4 avril 2015

SAMEDI saint

L’AMOUR VOLATILISÉ ?

 

"Vous cherchez Jésus de Nazareth, le Crucifié? Il est ressuscité: il n'est pas ici." C'est ce que les femmes vont entendre de bon matin...

 

Entre temps, durant le jour du sabbat,   il a fallu vivre avec ces images du supplicié, du crucifié rendant l'esprit, de son côté ouvert par la lance, de son corps descendu de la croix, de la pierre roulée scellant le tombeau. Il a fallu entrer dans le silence qui a suivi les vociférations, dans le râle des condamnés, les moqueries des soldats, le rire des satisfaits, le remord de celui qui l'a livré et de cet autre qui l'a renié, jusqu'à ce que le souffle soit emporté et que coulent les larmes des femmes. Il a fallu se rendre à l'évidence de l'impensable : à la mort du Fils de Dieu.
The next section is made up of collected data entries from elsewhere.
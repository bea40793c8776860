//! Append-only time series of stats snapshots.
//!
//! One entry per successful fetch, per metric, aligned by index: entry `i`
//! of every series came from the same snapshot. Nothing is ever reordered
//! or pruned.

use std::sync::Mutex;

use crate::client::ClientError;

use super::source::StatsSource;
use super::Stats;

/// Identity of the monitored process, mirrored from the latest snapshot.
#[derive(Clone, Debug, Default, PartialEq, Eq)]
pub struct RuntimeInfo {
    pub go_version: String,
    pub go_os: String,
    pub go_arch: String,
    pub cpu_num: u32,
    pub gomaxprocs: u32,
}

/// Integer-valued metrics tracked per snapshot.
#[derive(Clone, Copy, Debug, PartialEq, Eq)]
pub enum CounterMetric {
    GoroutineNum,
    MemoryAlloc,
    MemoryTotalAlloc,
    MemorySys,
    MemoryLookups,
    MemoryMallocs,
    MemoryFrees,
    MemoryStack,
    HeapAlloc,
    GcNum,
}

/// Rate-valued metrics tracked per snapshot.
#[derive(Clone, Copy, Debug, PartialEq, Eq)]
pub enum RateMetric {
    GcPerSecond,
    GcPausePerSecond,
}

/// Error type for history mutation.
#[derive(Debug)]
pub enum HistoryError {
    /// The underlying fetch failed; nothing was appended.
    Append(ClientError),
}

impl std::fmt::Display for HistoryError {
    fn fmt(&self, f: &mut std::fmt::Formatter<'_>) -> std::fmt::Result {
        match self {
            HistoryError::Append(e) => write!(f, "append failed: {}", e),
        }
    }
}

impl std::error::Error for HistoryError {
    fn source(&self) -> Option<&(dyn std::error::Error + 'static)> {
        match self {
            HistoryError::Append(e) => Some(e),
        }
    }
}

#[derive(Default)]
struct Series {
    goroutine_num: Vec<u64>,
    memory_alloc: Vec<u64>,
    memory_total_alloc: Vec<u64>,
    memory_sys: Vec<u64>,
    memory_lookups: Vec<u64>,
    memory_mallocs: Vec<u64>,
    memory_frees: Vec<u64>,
    memory_stack: Vec<u64>,
    heap_alloc: Vec<u64>,
    gc_num: Vec<u64>,
    gc_per_second: Vec<f64>,
    gc_pause_per_second: Vec<f64>,
}

#[derive(Default)]
struct Inner {
    runtime: RuntimeInfo,
    snapshots: Vec<Stats>,
    series: Series,
}

/// Append-only, per-metric history of stats snapshots.
///
/// All mutation happens under one lock held for the duration of the
/// fetch-plus-append, so concurrent appends queue rather than race.
/// Readers get copies and release the lock before any rendering happens.
pub struct StatsHistory<S> {
    source: S,
    inner: Mutex<Inner>,
}

impl<S: StatsSource> StatsHistory<S> {
    /// Creates an empty history bound to a source.
    pub fn new(source: S) -> Self {
        Self {
            source,
            inner: Mutex::new(Inner::default()),
        }
    }

    /// Fetches one snapshot and appends it to every tracked series.
    ///
    /// All-or-nothing: on fetch failure no series changes length and the
    /// identity fields keep their previous values. On success the identity
    /// fields are overwritten from the new snapshot.
    pub fn append(&self) -> Result<(), HistoryError> {
        let mut inner = self.inner.lock().unwrap();

        let stats = self.source.fetch().map_err(HistoryError::Append)?;

        inner.runtime = RuntimeInfo {
            go_version: stats.go_version.clone(),
            go_os: stats.go_os.clone(),
            go_arch: stats.go_arch.clone(),
            cpu_num: stats.cpu_num,
            gomaxprocs: stats.gomaxprocs,
        };

        let series = &mut inner.series;
        series.goroutine_num.push(stats.goroutine_num);
        series.memory_alloc.push(stats.memory_alloc);
        series.memory_total_alloc.push(stats.memory_total_alloc);
        series.memory_sys.push(stats.memory_sys);
        series.memory_lookups.push(stats.memory_lookups);
        series.memory_mallocs.push(stats.memory_mallocs);
        series.memory_frees.push(stats.memory_frees);
        series.memory_stack.push(stats.memory_stack);
        series.heap_alloc.push(stats.heap_alloc);
        // gc_num arrives as u32 on the wire; its series is u64.
        series.gc_num.push(u64::from(stats.gc_num));
        series.gc_per_second.push(stats.gc_per_second);
        series.gc_pause_per_second.push(stats.gc_pause_per_second);

        inner.snapshots.push(stats);
        Ok(())
    }
}

impl<S> StatsHistory<S> {
    /// Copy of one counter series, oldest first. Empty history yields an
    /// empty vec. Values are exact; any display narrowing happens at the
    /// presentation boundary.
    pub fn counters(&self, metric: CounterMetric) -> Vec<u64> {
        let inner = self.inner.lock().unwrap();
        let series = &inner.series;
        match metric {
            CounterMetric::GoroutineNum => series.goroutine_num.clone(),
            CounterMetric::MemoryAlloc => series.memory_alloc.clone(),
            CounterMetric::MemoryTotalAlloc => series.memory_total_alloc.clone(),
            CounterMetric::MemorySys => series.memory_sys.clone(),
            CounterMetric::MemoryLookups => series.memory_lookups.clone(),
            CounterMetric::MemoryMallocs => series.memory_mallocs.clone(),
            CounterMetric::MemoryFrees => series.memory_frees.clone(),
            CounterMetric::MemoryStack => series.memory_stack.clone(),
            CounterMetric::HeapAlloc => series.heap_alloc.clone(),
            CounterMetric::GcNum => series.gc_num.clone(),
        }
    }

    /// Copy of one rate series, oldest first.
    pub fn rates(&self, metric: RateMetric) -> Vec<f64> {
        let inner = self.inner.lock().unwrap();
        match metric {
            RateMetric::GcPerSecond => inner.series.gc_per_second.clone(),
            RateMetric::GcPausePerSecond => inner.series.gc_pause_per_second.clone(),
        }
    }

    /// Copy of the identity fields from the latest snapshot.
    pub fn runtime(&self) -> RuntimeInfo {
        self.inner.lock().unwrap().runtime.clone()
    }

    /// Number of snapshots appended so far.
    pub fn len(&self) -> usize {
        self.inner.lock().unwrap().snapshots.len()
    }

    pub fn is_empty(&self) -> bool {
        self.len() == 0
    }

    /// Copy of the most recent snapshot, if any.
    pub fn latest(&self) -> Option<Stats> {
        self.inner.lock().unwrap().snapshots.last().cloned()
    }

    /// Recent GC pause durations from the latest snapshot.
    pub fn last_gc_pauses(&self) -> Vec<f64> {
        let inner = self.inner.lock().unwrap();
        inner
            .snapshots
            .last()
            .map(|s| s.gc_pause.clone())
            .unwrap_or_default()
    }
}

#[cfg(test)]
mod tests {
    use super::*;
    use crate::client::{Config, StatsClient};
    use crate::stats::source::mock::ScriptedSource;
    use std::io::{Read, Write};
    use std::net::TcpListener;
    use std::sync::Arc;
    use std::thread;
    use std::time::Duration;

    const ALL_COUNTERS: [CounterMetric; 10] = [
        CounterMetric::GoroutineNum,
        CounterMetric::MemoryAlloc,
        CounterMetric::MemoryTotalAlloc,
        CounterMetric::MemorySys,
        CounterMetric::MemoryLookups,
        CounterMetric::MemoryMallocs,
        CounterMetric::MemoryFrees,
        CounterMetric::MemoryStack,
        CounterMetric::HeapAlloc,
        CounterMetric::GcNum,
    ];

    fn sample(goroutines: u64, alloc: u64) -> Stats {
        Stats {
            time: 1,
            go_version: "go1.22.1".to_string(),
            go_os: "linux".to_string(),
            go_arch: "amd64".to_string(),
            cpu_num: 8,
            gomaxprocs: 8,
            goroutine_num: goroutines,
            memory_alloc: alloc,
            gc_num: 2,
            gc_per_second: 0.5,
            gc_pause_per_second: 0.001,
            gc_pause: vec![0.1, 0.2],
            ..Stats::default()
        }
    }

    fn status_error() -> ClientError {
        ClientError::UnexpectedStatus {
            status: 500,
            body: String::new(),
        }
    }

    #[test]
    fn empty_history_projects_empty_series() {
        let history = StatsHistory::new(ScriptedSource::new(vec![]));
        for metric in ALL_COUNTERS {
            assert!(history.counters(metric).is_empty());
        }
        assert!(history.rates(RateMetric::GcPerSecond).is_empty());
        assert!(history.last_gc_pauses().is_empty());
        assert!(history.is_empty());
        assert_eq!(history.latest(), None);
    }

    #[test]
    fn append_updates_every_series_and_identity() {
        let history = StatsHistory::new(ScriptedSource::new(vec![Ok(sample(5, 1000))]));
        history.append().unwrap();

        assert_eq!(history.counters(CounterMetric::GoroutineNum), vec![5]);
        assert_eq!(history.counters(CounterMetric::MemoryAlloc), vec![1000]);
        assert_eq!(history.counters(CounterMetric::GcNum), vec![2]);
        assert_eq!(history.rates(RateMetric::GcPerSecond), vec![0.5]);
        assert_eq!(history.last_gc_pauses(), vec![0.1, 0.2]);

        let runtime = history.runtime();
        assert_eq!(runtime.go_version, "go1.22.1");
        assert_eq!(runtime.go_os, "linux");
        assert_eq!(runtime.cpu_num, 8);
    }

    #[test]
    fn series_stay_aligned_across_appends() {
        let history = StatsHistory::new(ScriptedSource::new(vec![
            Ok(sample(5, 1000)),
            Ok(sample(7, 2000)),
            Ok(sample(6, 1500)),
        ]));
        for _ in 0..3 {
            history.append().unwrap();
        }

        assert_eq!(history.len(), 3);
        for metric in ALL_COUNTERS {
            assert_eq!(history.counters(metric).len(), 3, "{:?}", metric);
        }
        assert_eq!(history.rates(RateMetric::GcPerSecond).len(), 3);
        assert_eq!(history.rates(RateMetric::GcPausePerSecond).len(), 3);
        assert_eq!(history.counters(CounterMetric::GoroutineNum), vec![5, 7, 6]);
        assert_eq!(
            history.counters(CounterMetric::MemoryAlloc),
            vec![1000, 2000, 1500]
        );
    }

    #[test]
    fn failed_append_mutates_nothing() {
        let history = StatsHistory::new(ScriptedSource::new(vec![
            Ok(sample(5, 1000)),
            Err(status_error()),
        ]));
        history.append().unwrap();

        let err = history.append().unwrap_err();
        assert!(matches!(
            err,
            HistoryError::Append(ClientError::UnexpectedStatus { status: 500, .. })
        ));
        assert!(err.to_string().starts_with("append failed: "));

        assert_eq!(history.len(), 1);
        for metric in ALL_COUNTERS {
            assert_eq!(history.counters(metric).len(), 1, "{:?}", metric);
        }
        // Identity from the one successful append survives.
        assert_eq!(history.runtime().go_version, "go1.22.1");
    }

    #[test]
    fn concurrent_appends_never_interleave() {
        let script: Vec<_> = (0..20).map(|i| Ok(sample(i, i * 100))).collect();
        let history = Arc::new(StatsHistory::new(ScriptedSource::new(script)));

        let handles: Vec<_> = (0..4)
            .map(|_| {
                let history = Arc::clone(&history);
                thread::spawn(move || {
                    for _ in 0..5 {
                        history.append().unwrap();
                    }
                })
            })
            .collect();
        for handle in handles {
            handle.join().unwrap();
        }

        assert_eq!(history.len(), 20);
        for metric in ALL_COUNTERS {
            assert_eq!(history.counters(metric).len(), 20, "{:?}", metric);
        }
        assert_eq!(history.rates(RateMetric::GcPerSecond).len(), 20);
    }

    #[test]
    fn transport_failure_after_first_append_keeps_length_one() {
        // First connection gets a good response; the second is closed
        // without an answer, which the client reports as a transport error.
        let listener = TcpListener::bind("127.0.0.1:0").unwrap();
        let addr = listener.local_addr().unwrap();
        let body = r#"{"time":1,"goroutine_num":5,"memory_alloc":1000}"#;
        let response = format!(
            "HTTP/1.1 200 OK\r\nContent-Type: application/json\r\nContent-Length: {}\r\nConnection: close\r\n\r\n{}",
            body.len(),
            body
        );
        thread::spawn(move || {
            if let Ok((mut stream, _)) = listener.accept() {
                let mut buf = [0u8; 4096];
                let _ = stream.read(&mut buf);
                let _ = stream.write_all(response.as_bytes());
            }
            if let Ok((mut stream, _)) = listener.accept() {
                let mut buf = [0u8; 4096];
                let _ = stream.read(&mut buf);
                // Drop without responding.
            }
        });

        let client = StatsClient::new(Config {
            endpoint: format!("http://{}", addr),
            debug: false,
            timeout: Duration::from_secs(2),
        })
        .unwrap();
        let history = StatsHistory::new(client);

        history.append().unwrap();
        assert_eq!(history.len(), 1);

        let err = history.append().unwrap_err();
        assert!(matches!(
            err,
            HistoryError::Append(ClientError::Transport(_))
        ));
        assert_eq!(history.len(), 1);
        assert_eq!(history.counters(CounterMetric::GoroutineNum), vec![5]);
        assert_eq!(history.counters(CounterMetric::MemoryAlloc), vec![1000]);
    }
}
Ce réel-là semble incontestable. Et pourtant tout en nous résiste à la nouvelle. Non, Dieu n'est pas mort. Parce que l'amour serait mort. Sans amour pas de vie possible. Le coeur reste donc suspendu à l'impossibilité. Le coeur sait. Il a l'intuition que le silence de la mort n'aura pas le dernier mot. Une puissance est à l'oeuvre: le Verbe fait renaître la vie dans les coeurs qui cherchent.

 

Le signe offert est à croire. Purement et simplement. Le corps du Crucifié n'est plus là pour attester de la mort. Sa disparition est l'évidence du Ressuscité. Comment entrer dans ce nouveau silence ? Pas d'explication. Seulement l'émotion. Le lieu de rendez-vous c'est celui de la mémoire de sa parole qui pointait déjà vers cet après. L'amour n'est pas ici, enfermé dans le silence de la mort. L'amour est semé dans les coeurs en attente. L'amour est mouvement.

 

Puissions-nous en ce jour ne pas nous effrayer du tombeau et de ce que la mort semble emporter avec elle morceau par morceau. Mais à mesure que nous nous approchons de ce tombeau, entrons toujours plus avant dans le désir de vie qui habite notre coeur ensemencé par la parole du Verbe éternel. Il y a semé l'amour, et c'est sur ses chemins qu'il nous attend.